The discovery of the ability to create ES cell-like, induced pluripotent stem (iPS) cells by transducing four transcription factors into somatic cells has revolutionized the stem cell field
13–16. This technology enables not only the study of cell dedifferentiation and differentiation but also development of patient-specific cells for disease models and regenerative therapies. Unlike ES cells, which are isolated from the blastocysts of an embryo, iPS cells can be derived from adult somatic cells and thus avoid many ethical concerns. We recently investigated if the ‘multipotency’ of ADS cells can be upgraded to ‘pluripotency,’ by introducing the four standard reprogramming factors, Oct4, Sox2, Klf4 and c-Myc
7. The resultant adipose-derived iPS cells exhibit all the characteristics and morphologies of ES cells from the corresponding species. Mouse and human adipose-derived iPS cells are over 5-fold and 100-fold more efficient in reprogramming than mouse and human fibroblasts, respectively, which are the most commonly used cell lines for iPS generation. Importantly, both mouse and human adipose cells are capable of giving rise to iPS cells without the need for feeder cells. This is due at least in part by the intrinsically high expression of self-renewal supporting factors such as basic FGF, vitronectin, fibronectin and LIF in ADS cells
7. We found that ADS cells also have the ability to serve as feeders for other pluripotent stem cell lines. This is a key step toward establishing safe, clinical-grade human iPS cell lines because culture of iPS cells typically requires feeder layers of mouse embryonic fibroblasts (MEF) and use of media containing animal components such as serum and bovine serum albumin (BSA)
3. We believe that generation of human adipose-derived iPS cells in xenobiotic-free conditions will obviate the development of non-human immunogenic surface markers described above. In addition, use of chemically defined media will ensure quality control, mitigate sources of biological variability and reduced the risk of animal-derived pathogen contamination.

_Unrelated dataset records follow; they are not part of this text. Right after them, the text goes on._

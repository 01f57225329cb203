use std::path::PathBuf;

use crate::{
    encode::{
        ffmpeg::{FfmpegSink, FfmpegSinkOpts},
        sink::{AudioInputConfig, FrameSink, SinkConfig},
    },
    engine::demo::Engine,
    foundation::{
        core::{FrameIndex, FrameRange},
        error::{DocError, DocResult},
    },
    render::{frame::FrameRGBA, surface::Surface},
};

/// Aggregated rendering counters.
#[derive(Clone, Copy, Debug, Default, PartialEq, Eq)]
pub struct RenderStats {
    /// Total requested frames.
    pub frames_total: u64,
    /// Frames drawn and handed to the sink.
    pub frames_rendered: u64,
    /// Ticks updated without drawing to reach the start of the range.
    pub frames_fast_forwarded: u64,
}

/// Update then draw a single frame.
///
/// Frame `n` is the state after `n + 1` updates; earlier ticks are replayed without drawing.
/// Time comes from the engine's own clock. Returns **premultiplied** RGBA8 pixels.
pub fn render_frame(engine: &mut Engine, frame: FrameIndex) -> DocResult<FrameRGBA> {
    fast_forward(engine, frame)?;
    engine.step();

    let mut surface = Surface::for_canvas(engine.viewport())?;
    engine.draw(&mut surface)?;
    Ok(surface.to_frame())
}

/// Render `range` (start inclusive, end exclusive) into `sink`, one update and one draw per frame.
#[tracing::instrument(skip_all, fields(start = range.start.0, end = range.end.0))]
pub fn render_range(
    engine: &mut Engine,
    range: FrameRange,
    sink: &mut dyn FrameSink,
    audio: Option<AudioInputConfig>,
) -> DocResult<RenderStats> {
    if range.is_empty() {
        return Err(DocError::validation("render range must be non-empty"));
    }
    let fps = engine.config().fps;
    let mut stats = RenderStats {
        frames_fast_forwarded: fast_forward(engine, range.start)?,
        ..RenderStats::default()
    };

    let viewport = engine.viewport();
    sink.begin(SinkConfig {
        width: viewport.width,
        height: viewport.height,
        fps,
        audio,
    })?;

    let mut surface = Surface::for_canvas(viewport)?;
    for f in range.start.0..range.end.0 {
        engine.step();
        engine.draw(&mut surface)?;
        sink.push_frame(FrameIndex(f), &surface.to_frame())?;
        stats.frames_total += 1;
        stats.frames_rendered += 1;
    }

    sink.end()?;
    tracing::debug!(?stats, "range rendered");
    Ok(stats)
}

/// Render `range` to an MP4 at `out_path` through the system `ffmpeg`.
pub fn render_to_mp4(
    engine: &mut Engine,
    out_path: impl Into<PathBuf>,
    range: FrameRange,
    audio: Option<AudioInputConfig>,
) -> DocResult<RenderStats> {
    let mut sink = FfmpegSink::new(FfmpegSinkOpts::new(out_path));
    render_range(engine, range, &mut sink, audio)
}

// Update without drawing until the next update produces frame `target`.
fn fast_forward(engine: &mut Engine, target: FrameIndex) -> DocResult<u64> {
    let done = engine.state().ticks;
    if done > target.0 {
        return Err(DocError::validation(format!(
            "engine already advanced {done} ticks, cannot render frame {}",
            target.0
        )));
    }
    for _ in done..target.0 {
        engine.step();
    }
    Ok(target.0 - done)
}

#[cfg(test)]
#[path = "../../tests/unit/render/pipeline.rs"]
mod tests;
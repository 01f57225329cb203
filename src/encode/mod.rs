//! Encoding sinks.
//!
//! Sinks consume rendered frames in timeline order and are driven by `render_range`.

/// `ffmpeg`-based MP4 output.
pub(crate) mod ffmpeg;
/// PNG stills and sequences.
pub(crate) mod png;
/// Frame sink trait and the in-memory sink.
pub(crate) mod sink;
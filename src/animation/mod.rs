pub(crate) mod motion;
pub(crate) mod orbit;
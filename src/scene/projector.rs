use crate::scene::vec3::Point3;

/// Vertical offset added to the projected screen centre.
pub const VERTICAL_CENTER_BIAS: f64 = 40.0;
/// Factor applied to the perspective scale to get the sprite draw scale.
pub const SPRITE_SCALE_FACTOR: f64 = 0.7;

/// A 3D point after perspective projection.
#[derive(Clone, Copy, Debug, Default, PartialEq)]
pub struct ProjectedSprite {
    /// Screen-space x.
    pub u: f64,
    /// Screen-space y.
    pub v: f64,
    /// Uniform draw scale.
    pub w: f64,
    /// Depth of the source point, kept for sorting.
    pub z: f64,
}

/// Project `point` onto a `canvas_width` x `canvas_height` viewport.
///
/// Callers keep `focal_length + point.z` well above zero; the scale diverges as it approaches
/// zero and flips sign past it.
pub fn project(
    point: Point3,
    focal_length: f64,
    canvas_width: u32,
    canvas_height: u32,
) -> ProjectedSprite {
    let center_x = f64::from(canvas_width) / 2.0;
    let center_y = f64::from(canvas_height) / 2.0 + VERTICAL_CENTER_BIAS;

    let scale = focal_length / (focal_length + point.z);
    ProjectedSprite {
        u: point.x * scale + center_x,
        v: point.y * scale + center_y,
        w: scale * SPRITE_SCALE_FACTOR,
        z: point.z,
    }
}

#[cfg(test)]
#[path = "../../tests/unit/scene/projector.rs"]
mod tests;
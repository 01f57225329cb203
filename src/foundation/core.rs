use crate::foundation::error::{DocError, DocResult};

pub use kurbo::{Affine, Point, Rect, Vec2};

/// 0-based tick number; frame `n` is drawn after `n + 1` engine updates.
#[derive(
    Clone, Copy, Debug, PartialEq, Eq, PartialOrd, Ord, Hash, serde::Serialize, serde::Deserialize,
)]
pub struct FrameIndex(pub u64);

/// Frames `[start, end)` handed to a sink by `render_range`.
#[derive(Clone, Copy, Debug, PartialEq, Eq, serde::Serialize, serde::Deserialize)]
pub struct FrameRange {
    /// First rendered frame.
    pub start: FrameIndex,
    /// One past the last rendered frame.
    pub end: FrameIndex,
}

impl FrameRange {
    /// Range from `start` up to `end`; an inverted range is a validation error.
    pub fn new(start: FrameIndex, end: FrameIndex) -> DocResult<Self> {
        if start > end {
            return Err(DocError::validation(format!(
                "frame range {}..{} runs backwards",
                start.0, end.0
            )));
        }
        Ok(Self { start, end })
    }

    /// `true` when there is nothing to render.
    pub fn is_empty(self) -> bool {
        self.start.0 == self.end.0
    }
}

/// Tick rate as `num / den` frames per second. The demo runs at 60/1.
#[derive(Clone, Copy, Debug, PartialEq, Eq, serde::Serialize, serde::Deserialize)]
pub struct Fps {
    /// Frames.
    pub num: u32,
    /// Per this many seconds.
    pub den: u32,
}

impl Fps {
    /// Validated tick rate; both parts must be non-zero.
    pub fn new(num: u32, den: u32) -> DocResult<Self> {
        if num == 0 || den == 0 {
            return Err(DocError::validation(format!(
                "frame rate {num}/{den} must have non-zero parts"
            )));
        }
        Ok(Self { num, den })
    }

    /// Frames per second as `f64`.
    pub fn as_f64(self) -> f64 {
        f64::from(self.num) / f64::from(self.den)
    }

    /// Duration of one frame in seconds.
    pub fn frame_duration_secs(self) -> f64 {
        f64::from(self.den) / f64::from(self.num)
    }

    /// Convert a frame count to seconds.
    pub fn frames_to_secs(self, frames: u64) -> f64 {
        (frames as f64) * self.frame_duration_secs()
    }

    /// Convert seconds to a whole frame count, rounding down.
    pub fn secs_to_frames_floor(self, secs: f64) -> u64 {
        (secs * self.as_f64()).floor().max(0.0) as u64
    }
}

/// Pixel dimensions of a viewport or surface.
#[derive(Clone, Copy, Debug, PartialEq, Eq, serde::Serialize, serde::Deserialize)]
pub struct Canvas {
    /// Width in pixels.
    pub width: u32,
    /// Height in pixels.
    pub height: u32,
}

/// Solid fill colour in premultiplied RGBA8.
#[derive(Clone, Copy, Debug, PartialEq, Eq, serde::Serialize, serde::Deserialize)]
pub struct Rgba8Premul {
    /// Red channel.
    pub r: u8,
    /// Green channel.
    pub g: u8,
    /// Blue channel.
    pub b: u8,
    /// Alpha channel.
    pub a: u8,
}

impl Rgba8Premul {
    /// Fully opaque colour; premultiplying leaves it unchanged.
    pub fn opaque(r: u8, g: u8, b: u8) -> Self {
        Self { r, g, b, a: 255 }
    }

    /// Bytes in surface order (`r, g, b, a`).
    pub fn to_array(self) -> [u8; 4] {
        [self.r, self.g, self.b, self.a]
    }
}

#[cfg(test)]
#[path = "../../tests/unit/foundation/core.rs"]
mod tests;
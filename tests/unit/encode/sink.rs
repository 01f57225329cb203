use super::*;

fn cfg() -> SinkConfig {
    SinkConfig {
        width: 1,
        height: 1,
        fps: Fps::new(60, 1).unwrap(),
        audio: None,
    }
}

fn frame(v: u8) -> FrameRGBA {
    FrameRGBA {
        width: 1,
        height: 1,
        data: vec![v, v, v, 255],
        premultiplied: true,
    }
}

#[test]
fn flatten_premul_alpha_0_returns_bg() {
    let src = vec![0u8, 0, 0, 0];
    let mut dst = vec![0u8; 4];
    flatten_premul_over_bg_to_opaque_rgba8(&mut dst, &src, [10, 20, 30, 255]).unwrap();
    assert_eq!(dst, vec![10, 20, 30, 255]);
}

#[test]
fn flatten_premul_alpha_255_is_identity() {
    let src = vec![1u8, 2, 3, 255];
    let mut dst = vec![0u8; 4];
    flatten_premul_over_bg_to_opaque_rgba8(&mut dst, &src, [10, 20, 30, 255]).unwrap();
    assert_eq!(dst, src);
}

#[test]
fn flatten_rejects_mismatched_buffers() {
    let mut dst = vec![0u8; 8];
    assert!(flatten_premul_over_bg_to_opaque_rgba8(&mut dst, &[0u8; 4], [0, 0, 0, 255]).is_err());
}

#[test]
fn in_memory_sink_collects_frames_between_begin_and_end() {
    let mut sink = InMemorySink::new();
    assert!(sink.push_frame(FrameIndex(0), &frame(1)).is_err());

    sink.begin(cfg()).unwrap();
    sink.push_frame(FrameIndex(3), &frame(1)).unwrap();
    sink.push_frame(FrameIndex(4), &frame(2)).unwrap();
    sink.end().unwrap();

    assert!(sink.is_ended());
    assert_eq!(sink.config().unwrap().width, 1);
    let idx: Vec<u64> = sink.frames().iter().map(|(i, _)| i.0).collect();
    assert_eq!(idx, vec![3, 4]);
    assert_eq!(sink.frames()[1].1.data[0], 2);

    sink.begin(cfg()).unwrap();
    assert!(sink.frames().is_empty());
    assert!(!sink.is_ended());
}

Here we describe detailed protocols of ADS cell isolation and subsequent iPS cell line derivation. Use of ADS cells for supporting heterologous pluripotent stem cells as feeders is also described. In addition to retrovirus production of reprogramming factors, derivation of mouse ADS-derived iPS cells in feeder-free conditions is described, which produces about a 0.25% reprogramming efficiency. We also compare derivation of human ADS-derived iPS cells in feeder-dependent, feeder-free or xeno-free conditions. The reprogramming efficiencies are approximately 1.0% with feeder cells and ~0.008% without feeders or xenobiotics. The relative abundance and ease of isolation and derivation of ADS cells offers an ideal system for the study of the molecular mechanisms of cellular reprogramming and translation of stem cells into cell-based therapies.